Whenever the word "BuildMode" appears in a line of the listing, copy that line.

Dataset extract
※ ※ ※

//! Shared test utilities for pibake tests.

#![allow(dead_code)]

use anyhow::Result;
use std::cell::RefCell;
use std::collections::BTreeSet;
use std::fs;
use std::os::unix::fs::PermissionsExt;
use std::os::unix::process::ExitStatusExt;
use std::path::{Path, PathBuf};
use std::process::{Command, ExitStatus};
use std::time::Duration;
use tempfile::TempDir;

use pibake::config::Config;
use pibake::process::{Cmd, CommandResult, CommandRunner};
use pibake::session::{BuildMode, BuildSession};

pub const FAKE_LOOP: &str = "/dev/loop7";

/// Test environment: a source image, a work dir and host-side config files.
pub struct TestEnv {
    /// Temporary directory (kept alive for lifetime of TestEnv)
    pub _temp_dir: TempDir,
    pub base_dir: PathBuf,
    pub image: PathBuf,
    pub work_dir: PathBuf,
    pub config: Config,
}

impl TestEnv {
    pub fn new() -> Self {
        let temp_dir = TempDir::new().expect("Failed to create temp dir");
        let base_dir = temp_dir.path().to_path_buf();

        let image = base_dir.join("raspios.img");
        fs::write(&image, vec![0u8; 4096]).expect("Failed to create image");

        let qemu = base_dir.join("qemu-aarch64-static");
        fs::write(&qemu, "#!/bin/sh\n").expect("Failed to create emulator");
        let resolv = base_dir.join("resolv.conf");
        fs::write(&resolv, "nameserver 192.0.2.53\n").expect("Failed to create resolv.conf");

        let config = Config {
            qemu_binary: qemu,
            resolv_conf: resolv,
            partition_wait_attempts: 2,
            partition_wait_interval: Duration::from_millis(0),
            ..Config::default()
        };

        Self {
            work_dir: base_dir.join("work"),
            _temp_dir: temp_dir,
            base_dir,
            image,
            config,
        }
    }

    pub fn session(&self, mode: BuildMode) -> BuildSession {
        BuildSession::new(mode, self.image.clone(), self.work_dir.clone())
    }

    pub fn mount_point(&self) -> PathBuf {
        self.work_dir.join("mnt")
    }

    /// Write a file under the base dir and return its path.
    pub fn write(&self, rel: &str, content: &str) -> PathBuf {
        let path = self.base_dir.join(rel);
        if let Some(parent) = path.parent() {
            fs::create_dir_all(parent).expect("Failed to create parent dir");
        }
        fs::write(&path, content).expect("Failed to write file");
        path
    }

    /// Write an executable shell script.
    pub fn script(&self, rel: &str, body: &str) -> PathBuf {
        let path = self.write(rel, &format!("#!/bin/sh\n{}\n", body));
        fs::set_permissions(&path, fs::Permissions::from_mode(0o755))
            .expect("Failed to chmod script");
        path
    }
}

/// A session-setup failure the fake can inject.
#[derive(Debug, Clone, Copy, PartialEq, Eq)]
pub enum Fault {
    /// The root partition node never appears after attaching.
    NoPartitions,
    /// Mounting partition 1 (boot) fails.
    BootMount,
    /// `chroot <root> /bin/true` fails, as with a broken emulator.
    ChrootProbe,
}

/// Simulates the host side of a build: loop devices, mounts, apt-get.
///
/// Hook scripts and post-install commands really run, with `sh` on the host
/// and the hook environment, so whatever they write under `$MOUNT_POINT`
/// lands in the test's mount dir.
#[derive(Default)]
pub struct FakeRunner {
    log: RefCell<Vec<String>>,
    mounted: RefCell<BTreeSet<PathBuf>>,
    attached: RefCell<bool>,
    fault: Option<Fault>,
}

impl FakeRunner {
    pub fn new() -> Self {
        Self::default()
    }

    pub fn with_fault(fault: Fault) -> Self {
        Self {
            fault: Some(fault),
            ..Self::default()
        }
    }

    /// Every command executed so far, in display form.
    pub fn commands(&self) -> Vec<String> {
        self.log.borrow().clone()
    }

    pub fn ran(&self, needle: &str) -> bool {
        self.log.borrow().iter().any(|c| c.contains(needle))
    }

    pub fn is_attached(&self) -> bool {
        *self.attached.borrow()
    }

    pub fn mounted(&self) -> Vec<PathBuf> {
        self.mounted.borrow().iter().cloned().collect()
    }

    fn record(&self, cmd: &Cmd) {
        self.log.borrow_mut().push(cmd.to_string());
    }

    fn losetup(&self, cmd: &Cmd) -> CommandResult {
        let args = cmd.get_args();
        if args.first().map(String::as_str) == Some("--find") {
            *self.attached.borrow_mut() = true;
            return ok(&format!("{}\n", FAKE_LOOP));
        }
        if self.is_attached() {
            *self.attached.borrow_mut() = false;
            ok("")
        } else {
            failed(
                1,
                &format!("losetup: {}: detach failed: No such device or address", FAKE_LOOP),
            )
        }
    }

    fn mount(&self, cmd: &Cmd) -> CommandResult {
        let Some(target) = cmd.get_args().last().map(PathBuf::from) else {
            return failed(1, "mount: bad usage");
        };
        let device = cmd.get_args().first().cloned().unwrap_or_default();
        if self.fault == Some(Fault::BootMount) && device.ends_with("p1") {
            return failed(32, &format!("mount: {}: wrong fs type, bad option", device));
        }
        let is_root = device.ends_with("p2");
        if is_root {
            // What a Raspberry Pi OS root partition brings along.
            for dir in ["etc", "usr/bin", "var/lib/dpkg/info", "tmp"] {
                let _ = fs::create_dir_all(target.join(dir));
            }
        }
        self.mounted.borrow_mut().insert(target);
        ok("")
    }

    fn umount(&self, cmd: &Cmd) -> CommandResult {
        let target = cmd.get_args().last().map(PathBuf::from).unwrap_or_default();
        if self.mounted.borrow_mut().remove(&target) {
            ok("")
        } else {
            failed(32, &format!("umount: {}: not mounted.", target.display()))
        }
    }

    fn chroot_interactive(&self, cmd: &Cmd) -> Result<ExitStatus> {
        let args = cmd.get_args();
        let root = PathBuf::from(&args[0]);
        let inner: Vec<&str> = args[1..].iter().map(String::as_str).collect();

        match inner.as_slice() {
            ["apt-get", "install", rest @ ..] => {
                for pkg in rest.iter().filter(|a| !a.starts_with('-')) {
                    fs::write(dpkg_marker(&root, pkg), "")?;
                }
                Ok(status(0))
            }
            ["apt-get", "purge", rest @ ..] => {
                for pkg in rest.iter().filter(|a| !a.starts_with('-')) {
                    let _ = fs::remove_file(dpkg_marker(&root, pkg));
                }
                Ok(status(0))
            }
            ["git", "clone", .., dest] => {
                fs::create_dir_all(root.join(dest.trim_start_matches('/')).join(".git"))?;
                Ok(status(0))
            }
            ["/bin/bash", "-c", commands] => run_host(cmd, &["-c", *commands]),
            ["/bin/bash", script] => {
                let host_path = root.join(script.trim_start_matches('/'));
                run_host(cmd, &[host_path.to_string_lossy().as_ref()])
            }
            _ => Ok(status(0)),
        }
    }
}

impl CommandRunner for FakeRunner {
    fn execute(&self, cmd: &Cmd) -> Result<CommandResult> {
        self.record(cmd);
        Ok(match cmd.program() {
            "losetup" => self.losetup(cmd),
            "mount" => self.mount(cmd),
            "umount" => self.umount(cmd),
            "chroot"
                if self.fault == Some(Fault::ChrootProbe)
                    && cmd.get_args().last().map(String::as_str) == Some("/bin/true") =>
            {
                failed(126, "chroot: failed to run command '/bin/true': Exec format error")
            }
            _ => ok(""),
        })
    }

    fn execute_interactive(&self, cmd: &Cmd) -> Result<ExitStatus> {
        self.record(cmd);
        match cmd.program() {
            "chroot" => self.chroot_interactive(cmd),
            _ => Ok(status(0)),
        }
    }

    fn device_exists(&self, _path: &Path) -> bool {
        self.is_attached() && self.fault != Some(Fault::NoPartitions)
    }

    fn settle(&self, _interval: Duration) {}
}

pub fn dpkg_marker(root: &Path, package: &str) -> PathBuf {
    root.join("var/lib/dpkg/info").join(format!("{}.list", package))
}

fn run_host(cmd: &Cmd, args: &[&str]) -> Result<ExitStatus> {
    let mut command = Command::new("sh");
    command.args(args);
    for (k, v) in cmd.get_envs() {
        command.env(k, v);
    }
    Ok(command.status()?)
}

fn status(code: i32) -> ExitStatus {
    ExitStatus::from_raw(code << 8)
}

fn ok(stdout: &str) -> CommandResult {
    CommandResult {
        status: status(0),
        stdout: stdout.to_string(),
        stderr: String::new(),
    }
}

fn failed(code: i32, stderr: &str) -> CommandResult {
    CommandResult {
        status: status(code),
        stdout: String::new(),
        stderr: stderr.to_string(),
    }
}

/// Assert that a file exists.
pub fn assert_file_exists(path: &Path) {
    assert!(path.exists(), "Expected {} to exist", path.display());
}

pub fn assert_file_missing(path: &Path) {
    assert!(!path.exists(), "Expected {} to be absent", path.display());
}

※ ※ ※

Response to the exercise
use pibake::session::{BuildMode, BuildSession};
    pub fn session(&self, mode: BuildMode) -> BuildSession {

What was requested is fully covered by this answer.